Regulation of translocator protein 18-kDa (Tspo) gene expression through a protein kinase C (PKC) epsilon signal transduction pathway

Translocator Protein (18-kDa) TSPO is a high-affinity drug- and cholesterol-binding protein. TSPO regulates the transport of the steroid hormone precursor, cholesterol, to the inner mitochondrial membrane, the rate-determining step in steroidogenesis. The ubiquitous expression of TSPO, taken with its ability to bind cholesterol with high affinity suggests that, in non-steroidogenic cells, TSPO may regulate mitochondrial cholesterol compartmentalization and membrane biogenesis, events critical for mitochondrial function and multiple cellular processes. In search of the factors regulating Tspo expression and to understand the differential expression of TSPO in steroidogenic and non-steroidogenic cells, I analyzed Tspo transcriptional responses to the protein kinase C (PKC) activator and tumor promoter, phorbol-12-myristate 13-acetate (PMA), in cells with varying TSPO levels.

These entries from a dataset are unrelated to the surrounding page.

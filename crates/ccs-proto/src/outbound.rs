//! Outbound (client to server) messages.
//!
//! Two bodies exist: a downstream notification ([`OutboundMessage`]) that the
//! server acks or nacks, and the acknowledgement the client owes for every
//! upstream message ([`UpstreamAck`]), which is fire-and-forget.

use serde::{Deserialize, Serialize};
use serde_json::{Map, Value};

use crate::{MessageId, MessageType, ProtocolError, Result};

/// Keys an option may never use: the envelope owns them, or a typed field of
/// [`SendOptions`] already serializes under that name.
const RESERVED_KEYS: &[&str] = &[
    "to",
    "message_id",
    "data",
    "message_type",
    "priority",
    "time_to_live",
    "collapse_key",
    "delay_while_idle",
    "delivery_receipt_requested",
    "content_available",
    "dry_run",
];

/// Delivery priority of a downstream message.
#[derive(Debug, Clone, Copy, PartialEq, Eq, Serialize, Deserialize)]
#[serde(rename_all = "lowercase")]
pub enum Priority {
    /// May be delayed to save battery
    Normal,
    /// Delivered immediately, may wake the device
    High,
}

/// Protocol-level options attached to a downstream message.
///
/// Typed fields cover the common options; anything else goes through
/// [`SendOptions::with_extra`] and is flattened into the envelope as-is.
#[derive(Debug, Clone, Default, PartialEq, Serialize)]
pub struct SendOptions {
    /// Delivery priority
    #[serde(skip_serializing_if = "Option::is_none")]
    pub priority: Option<Priority>,
    /// Seconds the server keeps the message while the device is offline
    #[serde(skip_serializing_if = "Option::is_none")]
    pub time_to_live: Option<u32>,
    /// Messages sharing a collapse key replace each other while queued
    #[serde(skip_serializing_if = "Option::is_none")]
    pub collapse_key: Option<String>,
    /// Hold the message until the device becomes active
    #[serde(skip_serializing_if = "Option::is_none")]
    pub delay_while_idle: Option<bool>,
    /// Ask the server for a delivery receipt
    #[serde(skip_serializing_if = "Option::is_none")]
    pub delivery_receipt_requested: Option<bool>,
    /// Wake an inactive client app (iOS)
    #[serde(skip_serializing_if = "Option::is_none")]
    pub content_available: Option<bool>,
    /// Validate without delivering
    #[serde(skip_serializing_if = "Option::is_none")]
    pub dry_run: Option<bool>,
    #[serde(flatten)]
    extra: Map<String, Value>,
}

impl SendOptions {
    /// Options with nothing set.
    pub fn new() -> Self {
        Self::default()
    }

    /// Set the delivery priority.
    #[must_use]
    pub fn with_priority(mut self, priority: Priority) -> Self {
        self.priority = Some(priority);
        self
    }

    /// Set the time to live in seconds.
    #[must_use]
    pub fn with_time_to_live(mut self, seconds: u32) -> Self {
        self.time_to_live = Some(seconds);
        self
    }

    /// Set the collapse key.
    #[must_use]
    pub fn with_collapse_key(mut self, key: impl Into<String>) -> Self {
        self.collapse_key = Some(key.into());
        self
    }

    /// Request a delivery receipt for this message.
    #[must_use]
    pub fn with_delivery_receipt(mut self) -> Self {
        self.delivery_receipt_requested = Some(true);
        self
    }

    /// Mark the message as a dry run.
    #[must_use]
    pub fn with_dry_run(mut self) -> Self {
        self.dry_run = Some(true);
        self
    }

    /// Add an untyped option.
    ///
    /// # Errors
    ///
    /// - `ProtocolError::ReservedOption` if `key` is owned by the envelope or
    ///   by a typed option
    pub fn with_extra(mut self, key: impl Into<String>, value: Value) -> Result<Self> {
        let key = key.into();
        if RESERVED_KEYS.contains(&key.as_str()) {
            return Err(ProtocolError::ReservedOption(key));
        }
        self.extra.insert(key, value);
        Ok(self)
    }

    /// Untyped options added with [`SendOptions::with_extra`].
    pub fn extra(&self) -> &Map<String, Value> {
        &self.extra
    }
}

/// A downstream notification.
#[derive(Debug, Clone, PartialEq, Serialize)]
pub struct OutboundMessage {
    /// Registration token or topic of the recipient
    pub to: String,
    /// Identifier the server echoes in its ack or nack
    pub message_id: MessageId,
    /// Application payload
    #[serde(skip_serializing_if = "Option::is_none")]
    pub data: Option<Value>,
    /// Protocol options, flattened into the body
    #[serde(flatten)]
    pub options: SendOptions,
}

/// Acknowledgement of an upstream message.
#[derive(Debug, Clone, PartialEq, Eq, Serialize)]
pub struct UpstreamAck {
    /// Device that sent the upstream message
    pub to: String,
    /// Identifier of the upstream message
    pub message_id: MessageId,
    message_type: MessageType,
}

impl UpstreamAck {
    /// Ack for the upstream message `message_id` from `to`.
    pub fn new(to: impl Into<String>, message_id: MessageId) -> Self {
        Self { to: to.into(), message_id, message_type: MessageType::Ack }
    }
}

/// Any JSON body the client puts on the wire.
#[derive(Debug, Clone, PartialEq, Serialize)]
#[serde(untagged)]
pub enum Envelope {
    /// Notification awaiting an ack or nack
    Downstream(OutboundMessage),
    /// Acknowledgement of an upstream message
    Ack(UpstreamAck),
}

impl Envelope {
    /// Identifier carried by the body.
    pub fn message_id(&self) -> &MessageId {
        match self {
            Self::Downstream(message) => &message.message_id,
            Self::Ack(ack) => &ack.message_id,
        }
    }

    /// Recipient address.
    pub fn to(&self) -> &str {
        match self {
            Self::Downstream(message) => &message.to,
            Self::Ack(ack) => &ack.to,
        }
    }

    /// True for upstream acknowledgements.
    pub fn is_ack(&self) -> bool {
        matches!(self, Self::Ack(_))
    }

    /// Serialize the body to JSON text.
    pub fn to_json(&self) -> Result<String> {
        serde_json::to_string(self).map_err(|e| ProtocolError::Encode(e.to_string()))
    }
}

PMA induced Tspo promoter activity and Tspo mRNA levels in poor-in-TSPO non-steroidogenic cells (NIH-3T3 fibroblasts and COS-7 kidney), but not in rich-in-TSPO steroidogenic cells (MA-10 Leydig) with high basal Tspo transcriptional activity. We localized the stimulatory effect of PMA to the 805-515-bp region upstream of the transcription start site. PMA exerted its effect on Tspo gene promoter through the PKC epsilon isoform. PKC epsilon activation by PMA drives inducible TSPO expression in non-steroidogenic cells, likely through activator protein 1 (AP1) and v-ets erythroblastosis virus E26 oncogene homolog (Ets) sites in this promoter region, while high levels of TSPO in steroidogenic cells are likely due to high constitutive expression of PKC epsilon. In addition to AP1 and Ets binding sites in the Tspo promoter, there are binding sites for signal transducer and activation of transcription 3 (STAT3) transcription factor, reported downstream targets of PKC epsilon. PKC epsilon overexpression induced STAT3 phosphorylation and c-Jun synthesis in NIH-3T3 cells while PKC epsilon knockdown reduced c-Jun new synthesis in NIH-3T3 and STAT3 phosphorylation in Leydig cells. Furthermore, we identified a MAPK (Raf-1-MEK1/2-ERK1/2) to be the signaling transduction pathway through which PKC epsilon mediates its effect to regulate Tspo gene expression in steroidogenic and nonsteroidogenic cells acting at least in part through c-Jun and STAT3 transcription factors.